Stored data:
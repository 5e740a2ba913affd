use actix_web::{
    get, post, put,
    web::{self, Data},
    HttpResponse, Responder,
};

use crate::{
    auth::AuthUser,
    db,
    errors::AppError,
    structs::{CustomerPage, CustomerRequest, PageQuery},
    utils, AppState,
};

const DEFAULT_PAGE_SIZE: i64 = 10;
const MAX_PAGE_SIZE: i64 = 100;

fn customer_not_found() -> AppError {
    AppError::NotFound("Customer not found or does not belong to you".to_owned())
}

/// Trimmed and validated customer fields.
struct CustomerFields {
    name: String,
    email: String,
    phone: Option<String>,
    address: Option<String>,
}

fn validate(form: CustomerRequest) -> Result<CustomerFields, AppError> {
    utils::require_non_empty(&form.name, "Name")?;
    utils::validate_email(&form.email)?;
    Ok(CustomerFields {
        name: form.name.trim().to_owned(),
        email: form.email.trim().to_owned(),
        phone: utils::non_blank(form.phone),
        address: utils::non_blank(form.address),
    })
}

/// Clamps paging input to a valid page number and page size.
pub fn paging(query: &PageQuery) -> (i64, i64) {
    let page = query.page.unwrap_or(1).max(1);
    let limit = query
        .limit
        .unwrap_or(DEFAULT_PAGE_SIZE)
        .clamp(1, MAX_PAGE_SIZE);
    (page, limit)
}

#[get("/allCustomer")]
pub async fn all_customers_handler(
    user: AuthUser,
    query: web::Query<PageQuery>,
    state: Data<AppState>,
) -> Result<impl Responder, AppError> {
    let (page, limit) = paging(&query);
    let (customers, total) = db::customers::list_customers(&state, user.id, page, limit).await?;
    Ok(HttpResponse::Ok().json(CustomerPage {
        total,
        page,
        customers,
    }))
}

#[get("/customer/{customer_id}")]
pub async fn customer_handler(
    user: AuthUser,
    path: web::Path<i64>,
    state: Data<AppState>,
) -> Result<impl Responder, AppError> {
    let customer = db::customers::get_customer(&state, user.id, path.into_inner())
        .await?
        .ok_or_else(customer_not_found)?;
    Ok(HttpResponse::Ok().json(customer))
}

#[post("/addCustomer")]
pub async fn add_customer_handler(
    user: AuthUser,
    web::Json(form): web::Json<CustomerRequest>,
    state: Data<AppState>,
) -> Result<impl Responder, AppError> {
    let fields = validate(form)?;
    let customer = db::customers::create_customer(
        &state,
        user.id,
        &fields.name,
        &fields.email,
        fields.phone.as_deref(),
        fields.address.as_deref(),
    )
    .await?;
    Ok(HttpResponse::Created().json(customer))
}

#[put("/editCustomer/{customer_id}")]
pub async fn edit_customer_handler(
    user: AuthUser,
    path: web::Path<i64>,
    web::Json(form): web::Json<CustomerRequest>,
    state: Data<AppState>,
) -> Result<impl Responder, AppError> {
    let fields = validate(form)?;
    let customer = db::customers::update_customer(
        &state,
        user.id,
        path.into_inner(),
        &fields.name,
        &fields.email,
        fields.phone.as_deref(),
        fields.address.as_deref(),
    )
    .await?
    .ok_or_else(customer_not_found)?;
    Ok(HttpResponse::Ok().json(customer))
}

YOUR OBJECTIVE
Check each line of these records for the string "name" and state only how many lines have it.

RESPONSE AREA
5